# How long should mince keep?



## J87 (Nov 27, 2010)

How long should mince keep in the fridge?

I made chilli on Monday night for lunch at work and finished it today. Seemed ok but just wanna be sure. :thumbup1:


----------



## Syko (May 18, 2010)

I wouldnt eat it after 3 - 4 days but if your ok tomorrow then we know we can leave it longer :laugh:


----------



## Smitch (Dec 29, 2008)

Someone told me the other day that chicken would keep for months in the freezer.

I checked the next day and the fvcker was dead.


----------



## J87 (Nov 27, 2010)

Smitch said:


> Someone told me the other day that chicken would keep for months in the freezer.
> 
> I checked the next day and the fvcker was dead.


:laugh:


----------



## MongolianCuuunt (Jan 14, 2011)

Goddamn it, i need 994 posts to fill in to get gold acc .lol


----------



## 1Tonne (Jun 6, 2010)

If its in the fridge and already cooked, it should last a solid week. Depending on how often your fridge is opened (every 10 mins if like mine) and how full it is.

If its uncooked, then expect it to discolour within 2-3 days. Having said that, i have cooked mince that looks ready to be thrown out and had no issues with it.
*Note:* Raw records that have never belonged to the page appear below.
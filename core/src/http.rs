//! Request framing and response splitting.
//!
//! # Design
//! Both halves work on plain data and never touch the network. The request
//! is a single `String` built with bare `\n` line endings and a
//! `Connection: close` header, so the response is terminated by the peer
//! closing the stream. The response is kept as the raw byte buffer it was
//! read into; splitting only records offsets.

use crate::error::ClientError;
use crate::url::UrlParts;

/// Hard upper bound on the size of a built request, in bytes.
pub const MAX_REQUEST_SIZE: usize = 16384;

const CRLF_BOUNDARY: &[u8] = b"\r\n\r\n";
const LF_BOUNDARY: &[u8] = b"\n\n";

/// Build the GET request for `hostname:port/path`.
///
/// `path` is inserted verbatim after a single `/`, so the root is requested
/// with an empty `path`.
pub fn build_request(hostname: &str, port: &str, path: &str) -> Result<String, ClientError> {
    let request = format!("GET /{path} HTTP/1.1\nHost: {hostname}:{port}\nConnection: close\n\n");
    if request.len() > MAX_REQUEST_SIZE {
        return Err(ClientError::RequestTooLarge {
            size: request.len(),
            limit: MAX_REQUEST_SIZE,
        });
    }
    Ok(request)
}

impl UrlParts {
    /// Build the request for these parts; a missing path requests `/`.
    pub fn to_request(&self) -> Result<String, ClientError> {
        build_request(
            &self.hostname,
            &self.port,
            self.path.as_deref().unwrap_or(""),
        )
    }
}

/// Split a complete response into its header block and body.
///
/// The first `\r\n\r\n` wins; `\n\n` is only looked for when there is none.
/// The boundary belongs to neither half. A buffer with no boundary at all is
/// returned entirely as body with an empty header.
pub fn split_response(buffer: &[u8]) -> (&[u8], &[u8]) {
    match find_boundary(buffer) {
        Some((header_end, body_start)) => (&buffer[..header_end], &buffer[body_start..]),
        None => (&buffer[..0], buffer),
    }
}

/// Offsets of the header end and body start, if a boundary exists.
fn find_boundary(buffer: &[u8]) -> Option<(usize, usize)> {
    [CRLF_BOUNDARY, LF_BOUNDARY].iter().find_map(|boundary| {
        buffer
            .windows(boundary.len())
            .position(|window| window == *boundary)
            .map(|at| (at, at + boundary.len()))
    })
}

/// A response as read off the wire, with its header/body boundary located.
#[derive(Debug, Clone, PartialEq, Eq)]
pub struct HttpResponse {
    raw: Vec<u8>,
    header_end: usize,
    body_start: usize,
}

impl HttpResponse {
    pub fn from_raw(raw: Vec<u8>) -> Self {
        let (header_end, body_start) = find_boundary(&raw).unwrap_or((0, 0));
        Self {
            raw,
            header_end,
            body_start,
        }
    }

    pub fn header(&self) -> &[u8] {
        &self.raw[..self.header_end]
    }

    pub fn body(&self) -> &[u8] {
        &self.raw[self.body_start..]
    }

    pub fn raw(&self) -> &[u8] {
        &self.raw
    }

    pub fn into_raw(self) -> Vec<u8> {
        self.raw
    }
}
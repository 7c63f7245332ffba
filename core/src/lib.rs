//! Minimal HTTP/1.1 GET client over a raw TCP stream.
//!
//! # Overview
//! Turns a bare URL such as `example.com:8080/index.html` into a GET
//! request, sends it over a plain TCP connection, reads until the server
//! closes the stream and splits what arrived into header block and body.
//!
//! # Design
//! - `url` and `http` are pure: decomposition, request framing and response
//!   splitting never touch the network and are tested on plain data.
//! - `transport` owns all blocking I/O behind the `Connector` trait.
//! - `Client` composes the two; the connection never outlives one `get`.
//! - No TLS, no chunked encoding, no redirects, no status handling.

pub mod client;
pub mod error;
pub mod http;
pub mod transport;
pub mod url;

pub use client::{write_response, Client, ClientConfig};
pub use error::ClientError;
pub use http::{build_request, split_response, HttpResponse, MAX_REQUEST_SIZE};
pub use transport::{read_response, send_request, Connector, TcpConnector};
pub use url::{decompose, UrlParts};
//! Error types for the raw GET client.
//!
//! # Design
//! `RequestTooLarge` is raised by the request builder before any socket is
//! opened, so an oversize URL never results in network activity. Connection
//! setup failures carry the host (and port) they were attempted against.
//! Everything that goes wrong after the connection is up lands in `Io`.
//!
//! A peer closing the connection is not an error: it is how every response
//! ends.

use std::io;

use thiserror::Error;

/// Errors returned by the client, transport and request builder.
#[derive(Debug, Error)]
pub enum ClientError {
    /// The assembled request would exceed the builder's hard size limit.
    #[error("request of {size} bytes exceeds the {limit}-byte limit")]
    RequestTooLarge { size: usize, limit: usize },

    /// The port segment of the URL is not a valid TCP port.
    #[error("invalid port {0:?}")]
    InvalidPort(String),

    /// The hostname could not be resolved to any address.
    #[error("could not resolve host {host:?}")]
    Resolve {
        host: String,
        #[source]
        source: io::Error,
    },

    /// Every resolved address refused or timed out.
    #[error("could not connect to {host}:{port}")]
    Connect {
        host: String,
        port: u16,
        #[source]
        source: io::Error,
    },

    /// Writing the request or reading the response failed.
    #[error("i/o error: {0}")]
    Io(#[from] io::Error),
}
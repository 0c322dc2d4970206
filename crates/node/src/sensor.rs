//! Soil moisture and climate sampling.
//!
//! The analog moisture channel has no failure path: probes always hand back a
//! raw count, which is clamped and inverted onto a 0–100 percent scale. The
//! climate sensor can fail, and a failed read is reported as `None` for
//! temperature and humidity together.

use serde::Serialize;
use tracing::warn;

/// Top of the raw analog range. Raw 0 reads as saturated soil, raw 1024 as
/// bone dry.
pub const RAW_MAX: u16 = 1024;

// ---------------------------------------------------------------------------
// Probe seams
// ---------------------------------------------------------------------------

/// Source of raw analog moisture counts (0–1024).
pub trait MoistureProbe {
    fn read_raw(&mut self) -> u16;

    /// Informs the probe of the valve state just written. Only the simulator
    /// cares; hardware probes ignore it.
    fn notify_valve(&mut self, _open: bool) {}
}

/// Digital temperature + humidity sensor.
pub trait ClimateProbe {
    fn read(&mut self) -> anyhow::Result<Climate>;
}

// ---------------------------------------------------------------------------
// Data
// ---------------------------------------------------------------------------

#[derive(Debug, Clone, Copy, PartialEq, Serialize)]
pub struct Climate {
    pub temperature_c: f32,
    pub humidity_percent: f32,
}

impl Climate {
    fn is_numeric(&self) -> bool {
        self.temperature_c.is_finite() && self.humidity_percent.is_finite()
    }
}

/// The most recent view of the greenhouse. `climate` is `None` when the last
/// climate read failed (or none has happened yet).
///
/// Moisture and climate run on different cadences, so each carries the Unix
/// time of the read that produced it.
#[derive(Debug, Clone, Copy, PartialEq, Serialize)]
pub struct SensorSample {
    pub moisture_percent: u8,
    pub climate: Option<Climate>,
    pub taken_at: i64,
    pub climate_taken_at: Option<i64>,
}

/// Map a raw analog count onto the moisture percent scale, inverted:
/// raw 0 → 100, raw 1024 → 0. Counts above the range clamp to 0.
pub fn moisture_percent(raw: u16) -> u8 {
    let raw = u32::from(raw.min(RAW_MAX));
    (100 - raw * 100 / u32::from(RAW_MAX)) as u8
}

// ---------------------------------------------------------------------------
// Reader
// ---------------------------------------------------------------------------

pub struct SensorReader {
    moisture: Box<dyn MoistureProbe>,
    climate: Box<dyn ClimateProbe>,
    climate_faults: u64,
}

impl SensorReader {
    pub fn new(moisture: Box<dyn MoistureProbe>, climate: Box<dyn ClimateProbe>) -> Self {
        Self {
            moisture,
            climate,
            climate_faults: 0,
        }
    }

    pub fn read_moisture(&mut self) -> u8 {
        moisture_percent(self.moisture.read_raw())
    }

    /// Read the climate sensor. Failures and non-numeric values are logged
    /// and come back as `None`; they never stop the caller.
    pub fn read_climate(&mut self) -> Option<Climate> {
        match self.climate.read() {
            Ok(c) if c.is_numeric() => Some(c),
            Ok(c) => {
                self.climate_faults += 1;
                warn!(
                    temperature_c = c.temperature_c,
                    humidity_percent = c.humidity_percent,
                    faults = self.climate_faults,
                    "climate sensor returned a non-numeric reading"
                );
                None
            }
            Err(e) => {
                self.climate_faults += 1;
                warn!(faults = self.climate_faults, "climate sensor read failed: {e:#}");
                None
            }
        }
    }

    pub fn notify_valve(&mut self, open: bool) {
        self.moisture.notify_valve(open);
    }

    pub fn climate_faults(&self) -> u64 {
        self.climate_faults
    }
}

// ===========================================================================
// Tests
// ===========================================================================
In my missus fridge it stays fresh for atleast 3 days longer than my own..mainly cos my own is always full and always being opened.


----------



## gearchange (Mar 19, 2010)

This actually depends on how long you had the uncooked meat in the refrigerator. Typically you can go only about five days before it starts getting slimy. Slime is created from the build up of bacteria on the surface. Bacteria can reproduce very rapidly under the right conditions on the right foods. If you cooked it immediately when you get home six days would be accurate. However, if it sat for three days you only have about three to go. The reason is not that the meat is rotten but that once bacteria has grown on the surface and has contaminated it you cannot cook out the toxins from the bacteria.


----------



## Syko (May 18, 2010)

MongolianCuuunt said:


> Goddamn it, i need 994 posts to fill in to get gold acc .lol


And wait till 2012 :laugh:


----------



## J87 (Nov 27, 2010)

Right that's fine, I buy it and cook it straight away, getting 4 servings out it .. so should be fine.

Thanks everyone.


----------



## dan236 (Jun 5, 2009)

I wouldn't eat meat 3 days after it was opened, just incase to be honest.


----------